## DATASET
= = = =
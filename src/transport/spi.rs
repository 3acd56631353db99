//! SPI transport over Linux spidev

use super::{config_from_fields, Transport, TransportError, TransportKind, TransportStats};
use crate::config::SessionSettings;
use bytes::Bytes;
use serde::{Deserialize, Serialize};
use std::path::PathBuf;
use std::time::{Duration, Instant};

/// SPI transport configuration
#[derive(Debug, Clone, PartialEq, Serialize, Deserialize)]
#[serde(default)]
pub struct SpiConfig {
    /// Bus number, the `B` in `/dev/spidevB.C`
    pub bus_number: u32,
    /// Chip select, the `C` in `/dev/spidevB.C`
    pub device_number: u32,
    /// Clock polarity and phase (0..=3)
    pub mode: u8,
    /// Maximum clock speed in Hz
    pub max_speed_hz: u32,
    /// Bytes clocked in by one read
    pub read_size: usize,
    /// Attempts for open, read and write
    pub retries: u32,
    /// Pause between attempts in seconds
    pub retry_delay: f64,
}

impl Default for SpiConfig {
    fn default() -> Self {
        Self {
            bus_number: 0,
            device_number: 0,
            mode: 0,
            max_speed_hz: 500_000,
            read_size: 32,
            retries: 3,
            retry_delay: 0.1,
        }
    }
}

impl SpiConfig {
    /// Device node path
    pub fn device_path(&self) -> PathBuf {
        PathBuf::from(format!("/dev/spidev{}.{}", self.bus_number, self.device_number))
    }

    fn validate(&self) -> Result<(), TransportError> {
        if self.mode > 3 {
            return Err(TransportError::InvalidConfiguration(format!(
                "mode must be 0 to 3, got {}",
                self.mode
            )));
        }
        if self.max_speed_hz == 0 || self.read_size == 0 || self.retries == 0 {
            return Err(TransportError::InvalidConfiguration(
                "max_speed_hz, read_size and retries must be non-zero".to_string(),
            ));
        }
        if !self.retry_delay.is_finite() || self.retry_delay < 0.0 {
            return Err(TransportError::InvalidConfiguration(format!(
                "retry_delay must be a non-negative number of seconds, got {}",
                self.retry_delay
            )));
        }
        Ok(())
    }

    fn retry_delay(&self) -> Duration {
        Duration::from_secs_f64(self.retry_delay)
    }
}

#[cfg(target_os = "linux")]
mod sys {
    use std::fs::{File, OpenOptions};
    use std::io;
    use std::os::fd::AsRawFd;
    use std::path::Path;

    const SPI_IOC_MAGIC: u8 = b'k';

    /// `struct spi_ioc_transfer` from linux/spi/spidev.h
    #[repr(C)]
    #[derive(Debug, Default)]
    pub struct SpiIocTransfer {
        tx_buf: u64,
        rx_buf: u64,
        len: u32,
        speed_hz: u32,
        delay_usecs: u16,
        bits_per_word: u8,
        cs_change: u8,
        tx_nbits: u8,
        rx_nbits: u8,
        word_delay_usecs: u8,
        pad: u8,
    }

    nix::ioctl_write_ptr!(spi_write_mode, SPI_IOC_MAGIC, 1, u8);
    nix::ioctl_write_ptr!(spi_write_bits_per_word, SPI_IOC_MAGIC, 3, u8);
    nix::ioctl_write_ptr!(spi_write_max_speed_hz, SPI_IOC_MAGIC, 4, u32);
    nix::ioctl_write_buf!(spi_message, SPI_IOC_MAGIC, 0, SpiIocTransfer);

    pub fn open(path: &Path, mode: u8, speed_hz: u32) -> io::Result<File> {
        let file = OpenOptions::new().read(true).write(true).open(path)?;
        let fd = file.as_raw_fd();
        let bits: u8 = 8;
        // SAFETY: `fd` is open and the pointees outlive each call
        unsafe {
            spi_write_mode(fd, &mode)?;
            spi_write_bits_per_word(fd, &bits)?;
            spi_write_max_speed_hz(fd, &speed_hz)?;
        }
        Ok(file)
    }

    /// Full-duplex exchange; the returned buffer has the length of `tx`
    pub fn transfer(file: &File, tx: &[u8], speed_hz: u32) -> io::Result<Vec<u8>> {
        let mut rx = vec![0u8; tx.len()];
        let transfer = SpiIocTransfer {
            tx_buf: tx.as_ptr() as u64,
            rx_buf: rx.as_mut_ptr() as u64,
            len: u32::try_from(tx.len()).map_err(|e| io::Error::new(io::ErrorKind::InvalidInput, e))?,
            speed_hz,
            bits_per_word: 8,
            ..SpiIocTransfer::default()
        };
        // SAFETY: both buffers are live and `len` bytes long for the whole call
        unsafe {
            spi_message(file.as_raw_fd(), std::slice::from_ref(&transfer))?;
        }
        Ok(rx)
    }
}

/// SPI transport
pub struct SpiTransport {
    config: SpiConfig,
    #[cfg(target_os = "linux")]
    device: Option<std::fs::File>,
    stats: TransportStats,
    connected_at: Option<Instant>,
}

impl SpiTransport {
    /// Create a new SPI transport
    pub fn new(config: SpiConfig) -> Result<Self, TransportError> {
        config.validate()?;
        Ok(Self {
            config,
            #[cfg(target_os = "linux")]
            device: None,
            stats: TransportStats::default(),
            connected_at: None,
        })
    }

    /// Build from model fields
    pub fn from_fields(
        fields: &serde_yaml::Mapping,
        _session: &SessionSettings,
    ) -> Result<Self, TransportError> {
        Self::new(config_from_fields(TransportKind::Spi, fields)?)
    }

    /// Configuration in use
    pub fn config(&self) -> &SpiConfig {
        &self.config
    }
}

#[cfg(target_os = "linux")]
impl SpiTransport {
    fn fail(&mut self, err: std::io::Error) -> TransportError {
        self.stats.record_error();
        self.device = None;
        self.connected_at = None;
        TransportError::IoError(err)
    }

    /// Clock out `data` while clocking in the same number of bytes
    pub fn transfer(&mut self, data: &[u8]) -> Result<Bytes, TransportError> {
        let device = self.device.as_ref().ok_or(TransportError::NotConnected)?;
        let speed = self.config.max_speed_hz;
        let result = super::with_retries(self.config.retries, self.config.retry_delay(), || {
            sys::transfer(device, data, speed)
        });
        match result {
            Ok(rx) => {
                self.stats.record_sent(data.len());
                self.stats.record_received(rx.len());
                Ok(Bytes::from(rx))
            }
            Err(e) => Err(self.fail(e)),
        }
    }
}

#[cfg(target_os = "linux")]
impl Transport for SpiTransport {
    fn kind(&self) -> TransportKind {
        TransportKind::Spi
    }

    fn connect(&mut self) -> Result<(), TransportError> {
        if self.device.is_some() {
            return Ok(());
        }
        let path = self.config.device_path();
        let (mode, speed) = (self.config.mode, self.config.max_speed_hz);
        let device = super::with_retries(self.config.retries, self.config.retry_delay(), || {
            sys::open(&path, mode, speed)
        })
        .map_err(|e| match e.kind() {
            std::io::ErrorKind::NotFound => TransportError::PortNotFound(path.display().to_string()),
            std::io::ErrorKind::PermissionDenied => {
                TransportError::PermissionDenied(path.display().to_string())
            }
            _ => TransportError::ConnectionFailed(format!("{}: {e}", path.display())),
        })?;

        self.device = Some(device);
        self.connected_at = Some(Instant::now());
        self.stats = TransportStats::default();
        Ok(())
    }

    fn disconnect(&mut self) -> Result<(), TransportError> {
        if self.device.take().is_none() {
            return Err(TransportError::NotConnected);
        }
        self.connected_at = None;
        Ok(())
    }

    fn is_connected(&self) -> bool {
        self.device.is_some()
    }

    fn read(&mut self) -> Result<Bytes, TransportError> {
        use std::io::Read;

        let mut device = self.device.as_ref().ok_or(TransportError::NotConnected)?;
        let mut buffer = vec![0u8; self.config.read_size];
        let result = super::with_retries(self.config.retries, self.config.retry_delay(), || {
            device.read(&mut buffer)
        });
        match result {
            Ok(n) => {
                buffer.truncate(n);
                self.stats.record_received(n);
                Ok(Bytes::from(buffer))
            }
            Err(e) => Err(self.fail(e)),
        }
    }

    fn write(&mut self, data: &[u8]) -> Result<usize, TransportError> {
        use std::io::Write;

        let mut device = self.device.as_ref().ok_or(TransportError::NotConnected)?;
        let result = super::with_retries(self.config.retries, self.config.retry_delay(), || {
            device.write_all(data)
        });
        match result {
            Ok(()) => {
                self.stats.record_sent(data.len());
                Ok(data.len())
            }
            Err(e) => Err(self.fail(e)),
        }
    }

    fn connection_info(&self) -> String {
        format!(
            "{} mode {} @ {} Hz",
            self.config.device_path().display(),
            self.config.mode,
            self.config.max_speed_hz
        )
    }

    fn stats(&self) -> TransportStats {
        self.stats.snapshot(self.connected_at)
    }
}

#[cfg(not(target_os = "linux"))]
impl Transport for SpiTransport {
    fn kind(&self) -> TransportKind {
        TransportKind::Spi
    }

    fn connect(&mut self) -> Result<(), TransportError> {
        Err(TransportError::Unsupported("spidev requires Linux".to_string()))
    }

    fn disconnect(&mut self) -> Result<(), TransportError> {
        Err(TransportError::NotConnected)
    }

    fn is_connected(&self) -> bool {
        false
    }

    fn read(&mut self) -> Result<Bytes, TransportError> {
        Err(TransportError::NotConnected)
    }

    fn write(&mut self, _data: &[u8]) -> Result<usize, TransportError> {
        Err(TransportError::NotConnected)
    }

    fn connection_info(&self) -> String {
        self.config.device_path().display().to_string()
    }

    fn stats(&self) -> TransportStats {
        self.stats.snapshot(self.connected_at)
    }
}
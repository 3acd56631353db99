//! # Labwire
//!
//! Model-driven device graphs for hardware-in-the-loop testing:
//! - A YAML model names one device and the transports it exposes
//! - The builder turns the model into live objects with process-unique identities
//! - The registry tracks them, hands out re-resolving views and reconciles
//!   instances dropped behind its back
//! - Network transports run their I/O on a session thread behind two queues
//!
//! Supported media:
//! - TCP/UDP sockets (queued session or direct)
//! - Serial ports
//! - Telnet
//! - SSH-2 (libssh2)
//! - Bluetooth LE
//! - SocketCAN, spidev and i2c-dev on Linux
//!
//! ## Example
//!
//! ```rust,no_run
//! use labwire::Workbench;
//! use std::time::Duration;
//!
//! fn main() -> anyhow::Result<()> {
//!     let bench = Workbench::new()?;
//!     let psu = bench.load_str(
//!         "Device:\n  name: psu\n  interfaces:\n    Socket:\n      name: CTRL\n      host: 127.0.0.1\n      port: 5025\n",
//!     )?;
//!
//!     let ctrl = psu.transport("CTRL")?;
//!     ctrl.connect()?;
//!     ctrl.write(b"*IDN?\n")?;
//!     let reply = ctrl.read_timeout(Some(Duration::from_secs(1)))?;
//!     println!("{}", String::from_utf8_lossy(&reply));
//!
//!     Ok(())
//! }
//! ```

#![warn(missing_docs)]
#![warn(clippy::all)]
#![warn(clippy::pedantic)]
#![allow(clippy::module_name_repetitions)]

pub mod builder;
pub mod capability;
pub mod config;
pub mod device;
pub mod identity;
pub mod logging;
pub mod model;
pub mod registry;
pub mod transport;
pub mod workbench;

// Re-exports for convenience
pub use crate::builder::{BuildError, Builder, ModelSource};
pub use crate::capability::{Capability, CapabilityError, CapabilityRegistry, CapabilitySet};
pub use crate::config::{ConfigError, ConfigStore, GlobalSettings, LoggingSettings, SessionSettings};
pub use crate::device::{Device, DeviceError, DeviceFields};
pub use crate::identity::{IdentityError, Uid};
pub use crate::model::{ModelDocument, ModelError};
pub use crate::registry::{
    DeviceHandle, DeviceView, HandleError, Registry, RegistryEntry, RegistryError, Resolved,
    TransportView, VerifyReport,
};
pub use crate::transport::{
    ConnectionState, SessionState, ThreadedSession, Transport, TransportError, TransportKind,
    TransportNode, TransportStats,
};
pub use crate::workbench::{Workbench, WorkbenchError};

/// Library version
pub const VERSION: &str = env!("CARGO_PKG_VERSION");

/// Library name
pub const NAME: &str = env!("CARGO_PKG_NAME");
= = = =
## WORK INSTRUCTION
Using the listing, filter for "builder" and return the matching lines.

## TASK RESPONSE
//! - The builder turns the model into live objects with process-unique identities
pub mod builder;
pub use crate::builder::{BuildError, Builder, ModelSource};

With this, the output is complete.